I do play a lot with my girl with the tug as mentioned. As far as having her on a lead, playing tug, letting her carry it and then bring it back to me for more play. It seems to work really well and we have a good time with it. 

I'll let you guys know how it goes this evening taking your suggestions into play.

Kate


----------



## Courtney Guthrie (Oct 30, 2007)

I've pretty much taught mine the way that Bob described, it worked well for us. He is about 80% on his out now. That's not bad, I don't think. 

I would ditch the prong and try a different way. 

I can say this about the prong. I think that they are being overused. I know that I over-used it with my AST/APBT as she didn't even need one. A flat collar correction works just as well for her. With my GSD, I've avoided it as much as possible because for me it is a hard tool to wean MYSELF NOT the DOG off of. My GSD does OK without one and I want to continue that so he is not dependent on a prong while in public. I DO use one on him around the cats as he wants to eat them, I'm looking at a E-collar to remedy that behavior. 

Courtney


----------



## Max Orsi (May 22, 2008)

http://www.youtube.com/watch?v=kyhu1Xf5N6c

Above a video of my friend Jim tugging and outing a young female.

Very simple and effective technique.

Max


----------



## Bob Scott (Mar 30, 2006)

Nice video Max! That's very much like the Ivan B method that I use.


----------



## Katie McLellan (Jul 22, 2008)

Max - Thanks for posting the video. It's very helpful to see exactly what folks are talking about. 

We played around a bit this morning and things went really well. (I wasn't able to do anything last night as I got a shot and felt like someone punched me in the arm.) We just went out with the tug and played around, sometimes I would say 'ok' and let her run around with it and bring it back, other times I would say 'out' and just stop tugging and wait for her to release it. She seemed to be having a good time and I was happy with how it was working out. 

So thanks again to everyone here and their suggestions. I like to work _with_ my girl and have as much fun as possible. 

Kate


----------



## John Wiitanen (Feb 25, 2009)

Hey Max, thanks for the awesome video! Who is the awesome trainer?....Jim?


----------



## Max Orsi (May 22, 2008)

The awesome trainer is Jim…
…the dog comes from a kennel of a guy with a goofy haircut.

See ya


----------



## James Downey (Oct 27, 2008)

John Wiitanen said:


> Hey Max, thanks for the awesome video! Who is the awesome trainer?....Jim?


John....I finally see you made it on here. To bad they would not let you have your real name posted.

MohawkJohn.


----------



## Lou Castle (Apr 4, 2006)

I don't train an out! I do train a recall. When the dog recalls, he bring his teeth along with him. 

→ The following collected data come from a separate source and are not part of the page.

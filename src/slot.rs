//! Task slot descriptor: the 64-byte record a producer fills in and a
//! consumer reads back, plus the `state` discriminant that separates a
//! slot's free-list link from its allocated task id.

use crate::sync::{AtomicU32, AtomicU64, Ordering};

/// A slot's lifecycle state.
#[repr(u32)]
#[derive(Debug, Clone, Copy, PartialEq, Eq)]
pub enum SlotState {
    /// On the free list, available for allocation.
    Free = 0,
    /// Allocated and owned by producer/consumer code.
    Allocated = 1,
}

impl SlotState {
    #[inline]
    pub fn from_u32(v: u32) -> Option<Self> {
        match v {
            0 => Some(SlotState::Free),
            1 => Some(SlotState::Allocated),
            _ => None,
        }
    }
}

/// A task descriptor slot (64 bytes, cache-line aligned).
///
/// `next_or_id` is the field spec.md section 9 calls out as duck-typed in
/// the original design: while the slot is `Free` it holds the free-list
/// link (or [`crate::header::FREE_END`]); while `Allocated` it holds the
/// opaque task id the producer assigned. The two meanings are exposed
/// through distinct accessors ([`TaskSlot::free_next`]/[`TaskSlot::task_id`])
/// rather than a single untyped getter.
#[repr(C, align(64))]
pub struct TaskSlot {
    pub(crate) state: AtomicU32,
    pub(crate) next_or_id: AtomicU32,
    pub(crate) priority: AtomicU32,
    _pad0: u32,
    pub(crate) timestamp: AtomicU64,
    pub(crate) method_id: AtomicU32,
    pub(crate) refcount: AtomicU32,
    _pad1: [u8; 32],
}

#[cfg(not(feature = "loom"))]
const _: () = assert!(core::mem::size_of::<TaskSlot>() == 64);

impl TaskSlot {
    /// Initialize as a free slot whose free-list link is `next_free`.
    pub fn init_free(&mut self, next_free: u32) {
        self.state = AtomicU32::new(SlotState::Free as u32);
        self.next_or_id = AtomicU32::new(next_free);
        self.priority = AtomicU32::new(0);
        self._pad0 = 0;
        self.timestamp = AtomicU64::new(0);
        self.method_id = AtomicU32::new(0);
        self.refcount = AtomicU32::new(0);
        self._pad1 = [0; 32];
    }

    #[inline]
    pub fn state(&self) -> SlotState {
        SlotState::from_u32(self.state.load(Ordering::Acquire)).unwrap_or(SlotState::Free)
    }

    #[inline]
    pub fn is_allocated(&self) -> bool {
        self.state() == SlotState::Allocated
    }

    #[inline]
    pub fn set_state(&self, state: SlotState) {
        self.state.store(state as u32, Ordering::Release);
    }

    /// The free-list link. Only meaningful while `state() == Free`.
    #[inline]
    pub fn free_next(&self) -> u32 {
        self.next_or_id.load(Ordering::Acquire)
    }

    #[inline]
    pub fn set_free_next(&self, next: u32) {
        self.next_or_id.store(next, Ordering::Release);
    }

    /// The opaque task id. Only meaningful while `state() == Allocated`.
    #[inline]
    pub fn task_id(&self) -> u32 {
        self.next_or_id.load(Ordering::Acquire)
    }

    #[inline]
    pub fn set_task_id(&self, id: u32) {
        self.next_or_id.store(id, Ordering::Release);
    }

    #[inline]
    pub fn priority(&self) -> u32 {
        self.priority.load(Ordering::Acquire)
    }

    #[inline]
    pub fn set_priority(&self, priority: u32) {
        self.priority.store(priority, Ordering::Release);
    }

    #[inline]
    pub fn timestamp(&self) -> u64 {
        self.timestamp.load(Ordering::Acquire)
    }

    #[inline]
    pub fn set_timestamp(&self, ts: u64) {
        self.timestamp.store(ts, Ordering::Release);
    }

    #[inline]
    pub fn method_id(&self) -> u32 {
        self.method_id.load(Ordering::Acquire)
    }

    #[inline]
    pub fn set_method_id(&self, id: u32) {
        self.method_id.store(id, Ordering::Release);
    }

    #[inline]
    pub fn refcount(&self) -> u32 {
        self.refcount.load(Ordering::Acquire)
    }
}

I think the method used matters as to whether it's applied to a police dog or a sport dog. A PPD should be trained the same way as the police dog. I'm not a fan of using a toy, treats or some other reward for this as it takes the dog out of combat drive. I prefer that he stay in combat the whole time he's working. 

I'm also not a fan of the "rebite method" where the philosophy is to give the dog another bite as a reward for releasing the one he's on. That can result in a dangerous situation for other police officers on the scene as the dog can come off the bite looking for another bite and it's a target–rich–environment. 

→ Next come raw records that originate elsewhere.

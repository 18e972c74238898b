#[cfg(not(feature = "loom"))]
pub use core::hint::spin_loop;
#[cfg(feature = "loom")]
pub use loom::hint::spin_loop;

#[cfg(not(feature = "loom"))]
pub use core::sync::atomic::{fence, AtomicU32, AtomicU64, Ordering};
#[cfg(feature = "loom")]
pub use loom::sync::atomic::{fence, AtomicU32, AtomicU64, Ordering};

#[cfg(feature = "loom")]
pub use loom::thread;
#[cfg(all(not(feature = "loom"), any(test, feature = "std")))]
pub use std::thread;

I’m also not a fan of methods that wait until the dog gets tired of biting and then stops because of boredom or the pain that a very long bite can bring. 

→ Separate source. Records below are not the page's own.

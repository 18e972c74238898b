//! Typed atomic access to arbitrary byte offsets inside a [`Region`].
//!
//! Every mutation the core performs — to the header, a ring entry, a slot
//! field, or a heap entry — goes through one of these helpers rather than a
//! raw pointer dereference, so the ordering discipline lives in one place:
//! acquire for loads that guard reads of further fields, release for stores
//! that publish them, acquire-release for the compare-exchange loops that
//! serialize the free list, ring indices and heap size, and relaxed for pure
//! counters (see `stats.rs`).

use crate::region::Region;
use crate::sync::{AtomicU32, AtomicU64, Ordering};

/// Load a `u32` at `offset` with acquire ordering.
///
/// # Safety
/// `offset` must be 4-byte aligned and `offset + 4 <= region.len()`.
#[inline]
pub unsafe fn load_u32(region: &Region, offset: usize) -> u32 {
    unsafe { region.get::<AtomicU32>(offset).load(Ordering::Acquire) }
}

/// Store a `u32` at `offset` with release ordering.
///
/// # Safety
/// Same preconditions as [`load_u32`].
#[inline]
pub unsafe fn store_u32(region: &Region, offset: usize, value: u32) {
    unsafe { region.get::<AtomicU32>(offset).store(value, Ordering::Release) };
}

/// Fetch-add a `u32` at `offset`, returning the pre-addition value.
///
/// # Safety
/// Same preconditions as [`load_u32`].
#[inline]
pub unsafe fn fetch_add_u32(region: &Region, offset: usize, delta: u32) -> u32 {
    unsafe { region.get::<AtomicU32>(offset).fetch_add(delta, Ordering::AcqRel) }
}

/// Fetch-sub a `u32` at `offset`, returning the pre-subtraction value.
///
/// # Safety
/// Same preconditions as [`load_u32`].
#[inline]
pub unsafe fn fetch_sub_u32(region: &Region, offset: usize, delta: u32) -> u32 {
    unsafe { region.get::<AtomicU32>(offset).fetch_sub(delta, Ordering::AcqRel) }
}

/// Compare-exchange a `u32` at `offset` from `current` to `new`.
///
/// # Safety
/// Same preconditions as [`load_u32`].
#[inline]
pub unsafe fn cas_u32(region: &Region, offset: usize, current: u32, new: u32) -> Result<u32, u32> {
    unsafe {
        region
            .get::<AtomicU32>(offset)
            .compare_exchange(current, new, Ordering::AcqRel, Ordering::Acquire)
    }
}

/// Atomically raise the `u32` at `offset` to `candidate` if `candidate` is
/// larger than the current value, retrying under contention. Used for peak
/// counters (`stats.rs`); relaxed throughout since this only tracks a
/// watermark, never guards another field.
///
/// # Safety
/// Same preconditions as [`load_u32`].
#[inline]
pub unsafe fn fetch_max_u32(region: &Region, offset: usize, candidate: u32) {
    let cell = unsafe { region.get::<AtomicU32>(offset) };
    let mut current = cell.load(Ordering::Relaxed);
    while candidate > current {
        match cell.compare_exchange_weak(current, candidate, Ordering::Relaxed, Ordering::Relaxed) {
            Ok(_) => break,
            Err(observed) => current = observed,
        }
    }
}

/// Load a `u64` at `offset` with acquire ordering.
///
/// # Safety
/// `offset` must be 8-byte aligned and `offset + 8 <= region.len()`.
#[inline]
pub unsafe fn load_u64(region: &Region, offset: usize) -> u64 {
    unsafe { region.get::<AtomicU64>(offset).load(Ordering::Acquire) }
}

/// Store a `u64` at `offset` with release ordering.
///
/// # Safety
/// Same preconditions as [`load_u64`].
#[inline]
pub unsafe fn store_u64(region: &Region, offset: usize, value: u64) {
    unsafe { region.get::<AtomicU64>(offset).store(value, Ordering::Release) };
}

/// Compare-exchange a `u64` at `offset` from `current` to `new`.
///
/// # Safety
/// Same preconditions as [`load_u64`].
#[inline]
pub unsafe fn cas_u64(region: &Region, offset: usize, current: u64, new: u64) -> Result<u64, u64> {
    unsafe {
        region
            .get::<AtomicU64>(offset)
            .compare_exchange(current, new, Ordering::AcqRel, Ordering::Acquire)
    }
}

/// A full fence, available for callers that need to order this thread's
/// prior atomic accesses against a later non-atomic read (e.g. before
/// handing a region to another process). Not used on any hot path in this
/// crate — every hot-path operation carries its own acquire/release pairing.
#[inline]
pub fn fence() {
    crate::sync::fence(Ordering::SeqCst);
}

/// A single-writer/multi-reader sequence lock over a `u64` word.
///
/// Not used by the allocator, ring or heap — those already establish their
/// own happens-before edges through CAS. This is offered as a lighter-weight
/// alternative for a future reader-heavy field (e.g. a snapshot counter) that
/// needs a consistent read without taking a CAS retry loop.
pub struct SeqLock<'a> {
    seq: &'a AtomicU32,
}

impl<'a> SeqLock<'a> {
    /// Wrap the `u32` sequence counter at `offset`.
    ///
    /// # Safety
    /// `offset` must be 4-byte aligned and in bounds of `region`; the caller
    /// must ensure only one writer ever calls [`SeqLock::write`] on this word.
    #[inline]
    pub unsafe fn new(region: &'a Region, offset: usize) -> Self {
        Self {
            seq: unsafe { region.get::<AtomicU32>(offset) },
        }
    }

    /// Run `read` in a retry loop until it observes a stable (even, unchanged)
    /// sequence number on both sides.
    pub fn read<T>(&self, mut read: impl FnMut() -> T) -> T {
        loop {
            let before = self.seq.load(Ordering::Acquire);
            if before & 1 != 0 {
                core::hint::spin_loop();
                continue;
            }
            let value = read();
            let after = self.seq.load(Ordering::Acquire);
            if before == after {
                return value;
            }
        }
    }

    /// Run `write` bracketed by odd/even sequence transitions, marking the
    /// word as "being written" for the duration.
    pub fn write(&self, mut write: impl FnMut()) {
        let start = self.seq.load(Ordering::Relaxed);
        self.seq.store(start.wrapping_add(1), Ordering::Release);
        write();
        self.seq.store(start.wrapping_add(2), Ordering::Release);
    }
}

This method keeps the dog in a combat drive, rather than having him shift into pack drive (as would be the case if this recall was an OB command). It's moderately involved and the description is a fairly long read, I'll probably have to split it into several posts, but if anyone is interested I'll go into it.


----------



## John Wiitanen (Feb 25, 2009)

Well lou, if you look at the people in the conversation they are training in Schutzhund or IPO so they need an out so if im playing tug with my dog how is a recall going to help me?


----------



## Lou Castle (Apr 4, 2006)

John Wiitanen said:


> Well lou, if you look at the people in the conversation they are training in Schutzhund or IPO so they need an out so if im playing tug with my dog how is a recall going to help me?


Don't look now John but I’m in the conversation and I'm not training in SchH or IPO. Sometimes police K-9 handlers read these threads and think that they should train the out the same way that it's done in sport work. Heck many trainers of those dogs think it's OK! I think that's a serious mistake, it could be a fatal one! I'm just giving those folks a heads up. 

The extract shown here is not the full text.